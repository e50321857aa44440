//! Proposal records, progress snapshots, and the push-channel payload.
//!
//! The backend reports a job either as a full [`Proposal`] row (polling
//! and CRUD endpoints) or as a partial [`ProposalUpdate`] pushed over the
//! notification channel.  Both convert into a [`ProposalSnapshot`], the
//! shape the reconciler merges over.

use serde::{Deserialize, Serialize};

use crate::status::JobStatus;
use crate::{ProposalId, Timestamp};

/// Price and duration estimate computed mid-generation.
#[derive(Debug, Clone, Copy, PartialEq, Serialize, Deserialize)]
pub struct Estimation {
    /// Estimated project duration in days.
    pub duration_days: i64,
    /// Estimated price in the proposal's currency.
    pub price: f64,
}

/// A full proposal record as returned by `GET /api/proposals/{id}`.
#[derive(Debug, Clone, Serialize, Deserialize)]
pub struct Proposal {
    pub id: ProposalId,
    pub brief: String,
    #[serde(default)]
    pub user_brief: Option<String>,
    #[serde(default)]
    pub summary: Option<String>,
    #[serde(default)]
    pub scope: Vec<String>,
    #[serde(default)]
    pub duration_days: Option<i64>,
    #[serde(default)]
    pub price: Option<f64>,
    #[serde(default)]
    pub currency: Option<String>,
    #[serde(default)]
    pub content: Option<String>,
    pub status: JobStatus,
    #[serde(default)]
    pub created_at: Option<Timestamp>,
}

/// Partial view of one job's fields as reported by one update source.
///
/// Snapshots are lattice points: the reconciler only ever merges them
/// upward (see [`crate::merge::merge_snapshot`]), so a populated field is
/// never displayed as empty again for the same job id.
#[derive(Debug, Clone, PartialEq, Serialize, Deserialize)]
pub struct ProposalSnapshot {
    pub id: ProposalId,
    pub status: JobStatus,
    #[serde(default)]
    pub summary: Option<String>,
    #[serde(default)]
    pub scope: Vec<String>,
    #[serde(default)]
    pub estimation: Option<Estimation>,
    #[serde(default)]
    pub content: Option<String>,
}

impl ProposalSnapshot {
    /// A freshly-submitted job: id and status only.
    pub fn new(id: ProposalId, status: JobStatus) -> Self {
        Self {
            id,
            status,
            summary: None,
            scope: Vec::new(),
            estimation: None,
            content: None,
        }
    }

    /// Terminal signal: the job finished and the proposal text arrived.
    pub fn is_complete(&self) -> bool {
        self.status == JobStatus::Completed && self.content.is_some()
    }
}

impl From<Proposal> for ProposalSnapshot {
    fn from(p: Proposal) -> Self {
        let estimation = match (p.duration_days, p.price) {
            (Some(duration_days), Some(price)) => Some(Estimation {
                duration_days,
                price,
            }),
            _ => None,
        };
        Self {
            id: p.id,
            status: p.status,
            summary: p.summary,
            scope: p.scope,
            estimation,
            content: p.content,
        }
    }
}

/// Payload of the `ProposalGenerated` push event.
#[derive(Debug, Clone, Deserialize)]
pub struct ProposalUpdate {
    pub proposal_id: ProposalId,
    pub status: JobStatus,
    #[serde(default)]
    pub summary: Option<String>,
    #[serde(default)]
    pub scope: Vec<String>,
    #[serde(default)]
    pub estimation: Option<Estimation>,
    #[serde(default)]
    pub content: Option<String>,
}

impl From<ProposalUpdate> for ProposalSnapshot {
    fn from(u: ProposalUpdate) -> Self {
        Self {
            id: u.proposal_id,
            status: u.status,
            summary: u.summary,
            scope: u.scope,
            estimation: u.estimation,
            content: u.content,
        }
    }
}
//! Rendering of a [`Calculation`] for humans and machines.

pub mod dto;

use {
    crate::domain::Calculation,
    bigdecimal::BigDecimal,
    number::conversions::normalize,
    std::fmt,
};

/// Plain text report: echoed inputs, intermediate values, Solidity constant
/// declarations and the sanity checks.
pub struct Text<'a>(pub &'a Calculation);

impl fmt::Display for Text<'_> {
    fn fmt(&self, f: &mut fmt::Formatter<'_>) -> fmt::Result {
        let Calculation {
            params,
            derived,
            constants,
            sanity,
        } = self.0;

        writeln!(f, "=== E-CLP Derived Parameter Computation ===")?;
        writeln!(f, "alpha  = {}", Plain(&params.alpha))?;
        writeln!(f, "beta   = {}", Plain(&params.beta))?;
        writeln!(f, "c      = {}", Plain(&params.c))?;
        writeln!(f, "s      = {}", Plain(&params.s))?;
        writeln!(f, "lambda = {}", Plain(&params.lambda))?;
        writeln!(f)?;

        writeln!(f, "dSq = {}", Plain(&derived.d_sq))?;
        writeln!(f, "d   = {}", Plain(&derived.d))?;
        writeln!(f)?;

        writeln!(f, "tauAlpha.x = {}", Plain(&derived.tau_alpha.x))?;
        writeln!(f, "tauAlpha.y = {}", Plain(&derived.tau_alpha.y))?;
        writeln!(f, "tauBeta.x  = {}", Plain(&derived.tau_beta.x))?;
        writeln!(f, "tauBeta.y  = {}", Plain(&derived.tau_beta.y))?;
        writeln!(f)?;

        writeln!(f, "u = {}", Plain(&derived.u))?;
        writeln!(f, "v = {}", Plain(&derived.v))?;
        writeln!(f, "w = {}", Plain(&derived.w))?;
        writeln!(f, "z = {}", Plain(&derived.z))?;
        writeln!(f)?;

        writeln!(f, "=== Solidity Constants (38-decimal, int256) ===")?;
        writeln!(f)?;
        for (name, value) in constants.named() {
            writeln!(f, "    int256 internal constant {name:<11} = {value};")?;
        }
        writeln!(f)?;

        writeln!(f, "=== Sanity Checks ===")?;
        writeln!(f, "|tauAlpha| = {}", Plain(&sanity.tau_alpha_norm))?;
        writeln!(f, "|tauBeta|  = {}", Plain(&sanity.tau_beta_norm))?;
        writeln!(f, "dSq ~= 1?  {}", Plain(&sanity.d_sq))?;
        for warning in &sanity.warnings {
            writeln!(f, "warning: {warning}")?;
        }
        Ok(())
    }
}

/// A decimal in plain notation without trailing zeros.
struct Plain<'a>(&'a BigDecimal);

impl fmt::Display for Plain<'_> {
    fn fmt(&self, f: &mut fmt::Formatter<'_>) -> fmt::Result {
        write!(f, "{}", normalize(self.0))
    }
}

····················

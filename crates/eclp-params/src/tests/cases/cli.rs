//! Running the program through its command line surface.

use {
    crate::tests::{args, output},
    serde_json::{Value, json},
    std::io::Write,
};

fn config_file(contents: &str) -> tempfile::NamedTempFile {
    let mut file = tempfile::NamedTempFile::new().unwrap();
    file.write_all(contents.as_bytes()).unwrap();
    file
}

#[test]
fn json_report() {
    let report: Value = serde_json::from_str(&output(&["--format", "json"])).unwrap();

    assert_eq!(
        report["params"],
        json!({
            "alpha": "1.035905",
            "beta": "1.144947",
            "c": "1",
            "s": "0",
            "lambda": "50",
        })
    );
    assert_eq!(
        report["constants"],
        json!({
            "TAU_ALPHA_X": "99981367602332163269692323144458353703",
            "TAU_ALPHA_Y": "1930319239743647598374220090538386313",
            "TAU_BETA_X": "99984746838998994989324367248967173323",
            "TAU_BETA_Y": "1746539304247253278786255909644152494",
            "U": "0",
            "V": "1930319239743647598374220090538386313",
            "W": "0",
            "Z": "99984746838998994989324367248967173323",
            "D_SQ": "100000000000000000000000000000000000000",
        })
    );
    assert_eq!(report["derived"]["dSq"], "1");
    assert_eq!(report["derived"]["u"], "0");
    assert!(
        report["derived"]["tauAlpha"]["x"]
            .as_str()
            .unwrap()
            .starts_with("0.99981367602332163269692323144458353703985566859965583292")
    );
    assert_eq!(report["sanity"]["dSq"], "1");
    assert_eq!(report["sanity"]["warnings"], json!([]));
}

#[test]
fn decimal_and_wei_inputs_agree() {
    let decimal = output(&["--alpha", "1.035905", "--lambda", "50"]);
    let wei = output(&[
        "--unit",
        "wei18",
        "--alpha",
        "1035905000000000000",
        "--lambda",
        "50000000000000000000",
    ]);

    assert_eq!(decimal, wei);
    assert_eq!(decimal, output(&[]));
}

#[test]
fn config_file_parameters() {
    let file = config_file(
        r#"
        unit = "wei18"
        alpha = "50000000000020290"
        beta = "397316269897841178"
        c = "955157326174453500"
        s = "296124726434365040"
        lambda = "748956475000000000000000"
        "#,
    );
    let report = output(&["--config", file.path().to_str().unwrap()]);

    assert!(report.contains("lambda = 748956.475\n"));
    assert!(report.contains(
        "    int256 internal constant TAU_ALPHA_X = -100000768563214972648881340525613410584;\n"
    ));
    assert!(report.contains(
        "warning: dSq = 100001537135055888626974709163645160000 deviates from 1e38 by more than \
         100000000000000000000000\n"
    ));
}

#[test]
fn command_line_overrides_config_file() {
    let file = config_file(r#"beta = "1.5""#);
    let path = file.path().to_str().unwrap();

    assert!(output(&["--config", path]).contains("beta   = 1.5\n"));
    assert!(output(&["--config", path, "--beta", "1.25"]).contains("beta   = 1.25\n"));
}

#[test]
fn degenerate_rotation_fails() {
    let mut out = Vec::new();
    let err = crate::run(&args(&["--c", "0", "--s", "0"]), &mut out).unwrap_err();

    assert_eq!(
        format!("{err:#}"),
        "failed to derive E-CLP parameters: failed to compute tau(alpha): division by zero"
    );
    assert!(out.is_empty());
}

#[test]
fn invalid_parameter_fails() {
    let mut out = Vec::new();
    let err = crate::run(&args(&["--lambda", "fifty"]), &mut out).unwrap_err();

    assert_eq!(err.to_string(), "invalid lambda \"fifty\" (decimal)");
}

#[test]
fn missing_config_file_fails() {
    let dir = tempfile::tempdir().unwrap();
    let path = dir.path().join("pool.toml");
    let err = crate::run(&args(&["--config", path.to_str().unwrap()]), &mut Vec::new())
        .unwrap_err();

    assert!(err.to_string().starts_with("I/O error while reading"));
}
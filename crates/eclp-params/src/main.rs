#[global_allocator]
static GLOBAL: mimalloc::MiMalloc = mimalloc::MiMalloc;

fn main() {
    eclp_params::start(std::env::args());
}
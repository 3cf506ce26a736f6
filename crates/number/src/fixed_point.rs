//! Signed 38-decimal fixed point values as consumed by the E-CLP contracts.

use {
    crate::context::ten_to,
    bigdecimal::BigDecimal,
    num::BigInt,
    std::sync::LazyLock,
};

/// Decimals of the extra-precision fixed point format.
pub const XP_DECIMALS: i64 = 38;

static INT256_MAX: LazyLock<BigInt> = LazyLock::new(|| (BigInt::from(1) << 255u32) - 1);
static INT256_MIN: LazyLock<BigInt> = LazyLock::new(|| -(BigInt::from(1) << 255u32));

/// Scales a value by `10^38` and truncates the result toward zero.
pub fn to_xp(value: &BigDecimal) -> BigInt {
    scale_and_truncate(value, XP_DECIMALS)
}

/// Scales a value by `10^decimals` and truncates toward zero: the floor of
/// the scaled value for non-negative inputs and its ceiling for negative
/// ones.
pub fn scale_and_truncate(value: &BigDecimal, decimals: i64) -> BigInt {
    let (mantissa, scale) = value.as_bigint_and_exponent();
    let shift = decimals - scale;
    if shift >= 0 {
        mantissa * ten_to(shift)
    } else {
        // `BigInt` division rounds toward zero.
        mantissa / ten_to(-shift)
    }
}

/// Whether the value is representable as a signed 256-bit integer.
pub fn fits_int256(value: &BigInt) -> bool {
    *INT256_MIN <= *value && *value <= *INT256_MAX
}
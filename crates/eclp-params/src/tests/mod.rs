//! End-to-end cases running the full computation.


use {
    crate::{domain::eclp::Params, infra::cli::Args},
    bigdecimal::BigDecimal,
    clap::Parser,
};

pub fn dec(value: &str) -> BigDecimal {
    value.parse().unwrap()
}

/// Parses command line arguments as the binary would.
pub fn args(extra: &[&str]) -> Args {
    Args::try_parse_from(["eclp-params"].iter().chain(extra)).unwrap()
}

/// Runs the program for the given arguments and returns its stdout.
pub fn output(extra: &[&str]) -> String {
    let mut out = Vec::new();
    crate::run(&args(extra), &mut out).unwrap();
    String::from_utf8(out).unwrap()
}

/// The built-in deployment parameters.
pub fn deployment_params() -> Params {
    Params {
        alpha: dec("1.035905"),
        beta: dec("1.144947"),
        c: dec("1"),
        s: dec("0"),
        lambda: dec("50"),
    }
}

····················

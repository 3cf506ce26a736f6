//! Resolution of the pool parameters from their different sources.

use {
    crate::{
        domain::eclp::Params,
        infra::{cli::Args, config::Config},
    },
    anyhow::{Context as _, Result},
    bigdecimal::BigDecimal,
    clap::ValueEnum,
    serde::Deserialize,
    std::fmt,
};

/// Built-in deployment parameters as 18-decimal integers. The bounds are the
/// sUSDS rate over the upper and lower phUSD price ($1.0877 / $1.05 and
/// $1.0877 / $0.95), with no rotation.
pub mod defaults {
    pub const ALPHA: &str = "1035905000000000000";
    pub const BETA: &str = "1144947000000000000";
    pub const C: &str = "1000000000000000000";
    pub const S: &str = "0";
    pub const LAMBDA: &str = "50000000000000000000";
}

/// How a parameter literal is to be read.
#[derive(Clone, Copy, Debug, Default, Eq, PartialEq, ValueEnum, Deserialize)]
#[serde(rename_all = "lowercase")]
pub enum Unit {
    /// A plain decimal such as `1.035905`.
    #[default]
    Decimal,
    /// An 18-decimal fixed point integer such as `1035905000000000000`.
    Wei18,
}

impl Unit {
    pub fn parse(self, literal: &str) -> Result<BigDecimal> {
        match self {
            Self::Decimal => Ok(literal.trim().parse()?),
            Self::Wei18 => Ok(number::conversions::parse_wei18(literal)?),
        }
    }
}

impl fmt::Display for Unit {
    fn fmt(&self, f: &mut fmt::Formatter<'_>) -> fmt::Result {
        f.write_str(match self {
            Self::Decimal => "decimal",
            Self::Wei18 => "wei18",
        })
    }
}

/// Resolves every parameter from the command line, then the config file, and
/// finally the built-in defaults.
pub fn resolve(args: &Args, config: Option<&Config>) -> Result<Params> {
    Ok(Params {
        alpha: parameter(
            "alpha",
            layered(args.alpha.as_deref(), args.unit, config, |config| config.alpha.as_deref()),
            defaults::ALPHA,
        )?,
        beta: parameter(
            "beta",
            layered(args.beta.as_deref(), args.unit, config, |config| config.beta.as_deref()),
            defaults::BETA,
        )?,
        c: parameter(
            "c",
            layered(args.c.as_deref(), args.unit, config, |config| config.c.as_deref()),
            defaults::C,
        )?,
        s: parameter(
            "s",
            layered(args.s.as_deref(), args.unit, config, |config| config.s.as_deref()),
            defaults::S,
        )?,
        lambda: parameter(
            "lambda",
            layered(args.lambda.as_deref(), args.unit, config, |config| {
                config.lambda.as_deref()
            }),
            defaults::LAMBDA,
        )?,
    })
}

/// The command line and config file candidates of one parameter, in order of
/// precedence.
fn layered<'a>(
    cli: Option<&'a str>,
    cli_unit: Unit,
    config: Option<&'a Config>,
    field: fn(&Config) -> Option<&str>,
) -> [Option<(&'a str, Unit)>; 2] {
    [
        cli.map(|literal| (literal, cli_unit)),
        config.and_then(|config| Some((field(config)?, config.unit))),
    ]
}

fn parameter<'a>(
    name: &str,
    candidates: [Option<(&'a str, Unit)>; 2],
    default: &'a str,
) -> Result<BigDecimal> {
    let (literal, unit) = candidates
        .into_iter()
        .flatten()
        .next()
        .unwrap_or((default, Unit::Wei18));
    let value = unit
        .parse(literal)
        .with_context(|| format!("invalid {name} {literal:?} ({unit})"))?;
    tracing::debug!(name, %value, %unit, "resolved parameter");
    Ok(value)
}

····················

ABOUT THIS EXERCISE.
All that should be written out is the stretch of lines above between the one holding "repository e50321857aa44440" and the one holding "pub struct Estimation", inclusive, exactly as given.

OUTPUT BELOW.
repository e50321857aa44440
//! Proposal records, progress snapshots, and the push-channel payload.
//!
//! The backend reports a job either as a full [`Proposal`] row (polling
//! and CRUD endpoints) or as a partial [`ProposalUpdate`] pushed over the
//! notification channel.  Both convert into a [`ProposalSnapshot`], the
//! shape the reconciler merges over.

use serde::{Deserialize, Serialize};

use crate::status::JobStatus;
use crate::{ProposalId, Timestamp};

/// Price and duration estimate computed mid-generation.
#[derive(Debug, Clone, Copy, PartialEq, Serialize, Deserialize)]
pub struct Estimation {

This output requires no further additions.